▶ Extracted data:
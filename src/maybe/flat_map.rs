use std::sync::Arc;

use super::{Maybe, MaybeObserver};
use crate::{
  disposable::{BoxDisposable, Disposable, SerialDisposable},
  error::Error,
  hooks,
};

/// Relays the outcome of a follow-up source. The shared `serial` is the
/// consumer's handle; once it is disposed nothing is relayed.
pub(super) struct InnerObserver<O> {
  pub observer: O,
  pub serial: Arc<SerialDisposable>,
}

impl<T: Send + 'static, O: MaybeObserver<T>> MaybeObserver<T> for InnerObserver<O> {
  fn on_subscribe(&mut self, disposable: BoxDisposable) { self.serial.replace(disposable) }

  fn on_success(self, value: T) {
    if !self.serial.is_disposed() {
      self.observer.on_success(value)
    }
  }

  fn on_complete(self) {
    if !self.serial.is_disposed() {
      self.observer.on_complete()
    }
  }

  fn on_error(self, err: Error) {
    if self.serial.is_disposed() {
      hooks::on_undeliverable(err);
    } else {
      self.observer.on_error(err)
    }
  }
}

// ==================== FlatMap ====================

/// Maps the value to another source and relays its outcome.
#[derive(Clone)]
pub struct FlatMap<S, F> {
  source: S,
  mapper: F,
}

impl<S, F> FlatMap<S, F> {
  pub fn new(source: S, mapper: F) -> Self { FlatMap { source, mapper } }
}

impl<S, M, F> Maybe for FlatMap<S, F>
where
  S: Maybe,
  M: Maybe,
  F: Fn(S::Item) -> M + Send + Sync + 'static,
{
  type Item = M::Item;

  fn subscribe_actual<O: MaybeObserver<M::Item>>(self, observer: O) {
    self.source.subscribe_actual(FlatMapObserver {
      observer: Some(observer),
      mapper: self.mapper,
      serial: Arc::default(),
    })
  }
}

struct FlatMapObserver<O, F> {
  observer: Option<O>,
  mapper: F,
  serial: Arc<SerialDisposable>,
}

impl<T, M, O, F> MaybeObserver<T> for FlatMapObserver<O, F>
where
  T: Send + 'static,
  M: Maybe,
  O: MaybeObserver<M::Item>,
  F: Fn(T) -> M + Send + Sync + 'static,
{
  fn on_subscribe(&mut self, disposable: BoxDisposable) {
    if let Some(observer) = self.observer.as_mut() {
      observer.on_subscribe(self.serial.clone());
    }
    self.serial.replace(disposable);
  }

  fn on_success(self, value: T) {
    let Some(observer) = self.observer else { return };
    if self.serial.is_disposed() {
      return;
    }
    (self.mapper)(value).subscribe_actual(InnerObserver { observer, serial: self.serial });
  }

  fn on_complete(self) {
    if let Some(observer) = self.observer {
      observer.on_complete();
    }
  }

  fn on_error(self, err: Error) {
    if let Some(observer) = self.observer {
      observer.on_error(err);
    }
  }
}

// ==================== SwitchIfEmpty ====================

/// Subscribes `other` only after the source completed empty.
#[derive(Clone)]
pub struct SwitchIfEmpty<S, M> {
  source: S,
  other: M,
}

impl<S, M> SwitchIfEmpty<S, M> {
  pub fn new(source: S, other: M) -> Self { SwitchIfEmpty { source, other } }
}

impl<S, M> Maybe for SwitchIfEmpty<S, M>
where
  S: Maybe,
  M: Maybe<Item = S::Item>,
{
  type Item = S::Item;

  fn subscribe_actual<O: MaybeObserver<S::Item>>(self, observer: O) {
    self.source.subscribe_actual(SwitchIfEmptyObserver {
      observer: Some(observer),
      other: self.other,
      serial: Arc::default(),
    })
  }
}

struct SwitchIfEmptyObserver<O, M> {
  observer: Option<O>,
  other: M,
  serial: Arc<SerialDisposable>,
}

impl<T, O, M> MaybeObserver<T> for SwitchIfEmptyObserver<O, M>
where
  T: Send + 'static,
  O: MaybeObserver<T>,
  M: Maybe<Item = T>,
{
  fn on_subscribe(&mut self, disposable: BoxDisposable) {
    if let Some(observer) = self.observer.as_mut() {
      observer.on_subscribe(self.serial.clone());
    }
    self.serial.replace(disposable);
  }

  fn on_success(self, value: T) {
    if let Some(observer) = self.observer {
      observer.on_success(value);
    }
  }

  fn on_complete(self) {
    let Some(observer) = self.observer else { return };
    if self.serial.is_disposed() {
      return;
    }
    tracing::trace!("switch_if_empty: subscribing fallback");
    self.other.subscribe_actual(InnerObserver { observer, serial: self.serial });
  }

  fn on_error(self, err: Error) {
    if let Some(observer) = self.observer {
      observer.on_error(err);
    }
  }
}

#[cfg(test)]
mod tests {
  use std::sync::{
    atomic::{AtomicBool, Ordering},
    Arc,
  };

  use crate::prelude::*;

  #[test]
  fn flat_map_relays_the_inner_outcome() {
    maybe::just(2).flat_map(|v| maybe::just(v * 10)).test().assert_value(20);
    maybe::just(2).flat_map(|_| maybe::empty::<i32>()).test().assert_complete();
    maybe::empty::<i32>().flat_map(maybe::just).test().assert_complete();
  }

  #[test]
  fn disposing_reaches_the_inner_source() {
    let disposed = Arc::new(AtomicBool::new(false));
    let d = disposed.clone();
    let to = maybe::just(1)
      .flat_map(move |_| {
        let d = d.clone();
        maybe::never::<i32>().do_on_dispose(move || d.store(true, Ordering::SeqCst))
      })
      .test();
    to.assert_empty();
    to.dispose();
    assert!(disposed.load(Ordering::SeqCst));
  }

  #[test]
  fn switch_if_empty_only_runs_for_empty_sources() {
    maybe::just(1).switch_if_empty(maybe::just(2)).test().assert_value(1);
    maybe::empty().switch_if_empty(maybe::just(2)).test().assert_value(2);
  }

  #[test]
  fn disposing_before_the_fallback_keeps_its_result_away() {
    let scheduler = TestScheduler::new();
    let to = maybe::timer(Duration::from_millis(5), scheduler.clone())
      .filter(|_| false)
      .switch_if_empty(maybe::timer(Duration::from_millis(5), scheduler.clone()))
      .test();
    scheduler.advance_time_by(Duration::from_millis(5));
    to.assert_empty();
    to.dispose();
    scheduler.advance_time_by(Duration::from_millis(5));
    to.assert_not_terminated();
    assert_eq!(scheduler.pending(), 0);
  }
}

▶ Exercise directions: The answer should repeat every line of the listing exactly.

▶ Exercise answer:
filename src/maybe/flat_map.rs
use std::sync::Arc;

use super::{Maybe, MaybeObserver};
use crate::{
  disposable::{BoxDisposable, Disposable, SerialDisposable},
  error::Error,
  hooks,
};

/// Relays the outcome of a follow-up source. The shared `serial` is the
/// consumer's handle; once it is disposed nothing is relayed.
pub(super) struct InnerObserver<O> {
  pub observer: O,
  pub serial: Arc<SerialDisposable>,
}

impl<T: Send + 'static, O: MaybeObserver<T>> MaybeObserver<T> for InnerObserver<O> {
  fn on_subscribe(&mut self, disposable: BoxDisposable) { self.serial.replace(disposable) }

  fn on_success(self, value: T) {
    if !self.serial.is_disposed() {
      self.observer.on_success(value)
    }
  }

  fn on_complete(self) {
    if !self.serial.is_disposed() {
      self.observer.on_complete()
    }
  }

  fn on_error(self, err: Error) {
    if self.serial.is_disposed() {
      hooks::on_undeliverable(err);
    } else {
      self.observer.on_error(err)
    }
  }
}

// ==================== FlatMap ====================

/// Maps the value to another source and relays its outcome.
#[derive(Clone)]
pub struct FlatMap<S, F> {
  source: S,
  mapper: F,
}

impl<S, F> FlatMap<S, F> {
  pub fn new(source: S, mapper: F) -> Self { FlatMap { source, mapper } }
}

impl<S, M, F> Maybe for FlatMap<S, F>
where
  S: Maybe,
  M: Maybe,
  F: Fn(S::Item) -> M + Send + Sync + 'static,
{
  type Item = M::Item;

  fn subscribe_actual<O: MaybeObserver<M::Item>>(self, observer: O) {
    self.source.subscribe_actual(FlatMapObserver {
      observer: Some(observer),
      mapper: self.mapper,
      serial: Arc::default(),
    })
  }
}

struct FlatMapObserver<O, F> {
  observer: Option<O>,
  mapper: F,
  serial: Arc<SerialDisposable>,
}

impl<T, M, O, F> MaybeObserver<T> for FlatMapObserver<O, F>
where
  T: Send + 'static,
  M: Maybe,
  O: MaybeObserver<M::Item>,
  F: Fn(T) -> M + Send + Sync + 'static,
{
  fn on_subscribe(&mut self, disposable: BoxDisposable) {
    if let Some(observer) = self.observer.as_mut() {
      observer.on_subscribe(self.serial.clone());
    }
    self.serial.replace(disposable);
  }

  fn on_success(self, value: T) {
    let Some(observer) = self.observer else { return };
    if self.serial.is_disposed() {
      return;
    }
    (self.mapper)(value).subscribe_actual(InnerObserver { observer, serial: self.serial });
  }

  fn on_complete(self) {
    if let Some(observer) = self.observer {
      observer.on_complete();
    }
  }

  fn on_error(self, err: Error) {
    if let Some(observer) = self.observer {
      observer.on_error(err);
    }
  }
}

// ==================== SwitchIfEmpty ====================

/// Subscribes `other` only after the source completed empty.
#[derive(Clone)]
pub struct SwitchIfEmpty<S, M> {
  source: S,
  other: M,
}

impl<S, M> SwitchIfEmpty<S, M> {
  pub fn new(source: S, other: M) -> Self { SwitchIfEmpty { source, other } }
}

impl<S, M> Maybe for SwitchIfEmpty<S, M>
where
  S: Maybe,
  M: Maybe<Item = S::Item>,
{
  type Item = S::Item;

  fn subscribe_actual<O: MaybeObserver<S::Item>>(self, observer: O) {
    self.source.subscribe_actual(SwitchIfEmptyObserver {
      observer: Some(observer),
      other: self.other,
      serial: Arc::default(),
    })
  }
}

struct SwitchIfEmptyObserver<O, M> {
  observer: Option<O>,
  other: M,
  serial: Arc<SerialDisposable>,
}

impl<T, O, M> MaybeObserver<T> for SwitchIfEmptyObserver<O, M>
where
  T: Send + 'static,
  O: MaybeObserver<T>,
  M: Maybe<Item = T>,
{
  fn on_subscribe(&mut self, disposable: BoxDisposable) {
    if let Some(observer) = self.observer.as_mut() {
      observer.on_subscribe(self.serial.clone());
    }
    self.serial.replace(disposable);
  }

  fn on_success(self, value: T) {
    if let Some(observer) = self.observer {
      observer.on_success(value);
    }
  }

  fn on_complete(self) {
    let Some(observer) = self.observer else { return };
    if self.serial.is_disposed() {
      return;
    }
    tracing::trace!("switch_if_empty: subscribing fallback");
    self.other.subscribe_actual(InnerObserver { observer, serial: self.serial });
  }

  fn on_error(self, err: Error) {
    if let Some(observer) = self.observer {
      observer.on_error(err);
    }
  }
}

#[cfg(test)]
mod tests {
  use std::sync::{
    atomic::{AtomicBool, Ordering},
    Arc,
  };

  use crate::prelude::*;

  #[test]
  fn flat_map_relays_the_inner_outcome() {
    maybe::just(2).flat_map(|v| maybe::just(v * 10)).test().assert_value(20);
    maybe::just(2).flat_map(|_| maybe::empty::<i32>()).test().assert_complete();
    maybe::empty::<i32>().flat_map(maybe::just).test().assert_complete();
  }

  #[test]
  fn disposing_reaches_the_inner_source() {
    let disposed = Arc::new(AtomicBool::new(false));
    let d = disposed.clone();
    let to = maybe::just(1)
      .flat_map(move |_| {
        let d = d.clone();
        maybe::never::<i32>().do_on_dispose(move || d.store(true, Ordering::SeqCst))
      })
      .test();
    to.assert_empty();
    to.dispose();
    assert!(disposed.load(Ordering::SeqCst));
  }

  #[test]
  fn switch_if_empty_only_runs_for_empty_sources() {
    maybe::just(1).switch_if_empty(maybe::just(2)).test().assert_value(1);
    maybe::empty().switch_if_empty(maybe::just(2)).test().assert_value(2);
  }

  #[test]
  fn disposing_before_the_fallback_keeps_its_result_away() {
    let scheduler = TestScheduler::new();
    let to = maybe::timer(Duration::from_millis(5), scheduler.clone())
      .filter(|_| false)
      .switch_if_empty(maybe::timer(Duration::from_millis(5), scheduler.clone()))
      .test();
    scheduler.advance_time_by(Duration::from_millis(5));
    to.assert_empty();
    to.dispose();
    scheduler.advance_time_by(Duration::from_millis(5));
    to.assert_not_terminated();
    assert_eq!(scheduler.pending(), 0);
  }
}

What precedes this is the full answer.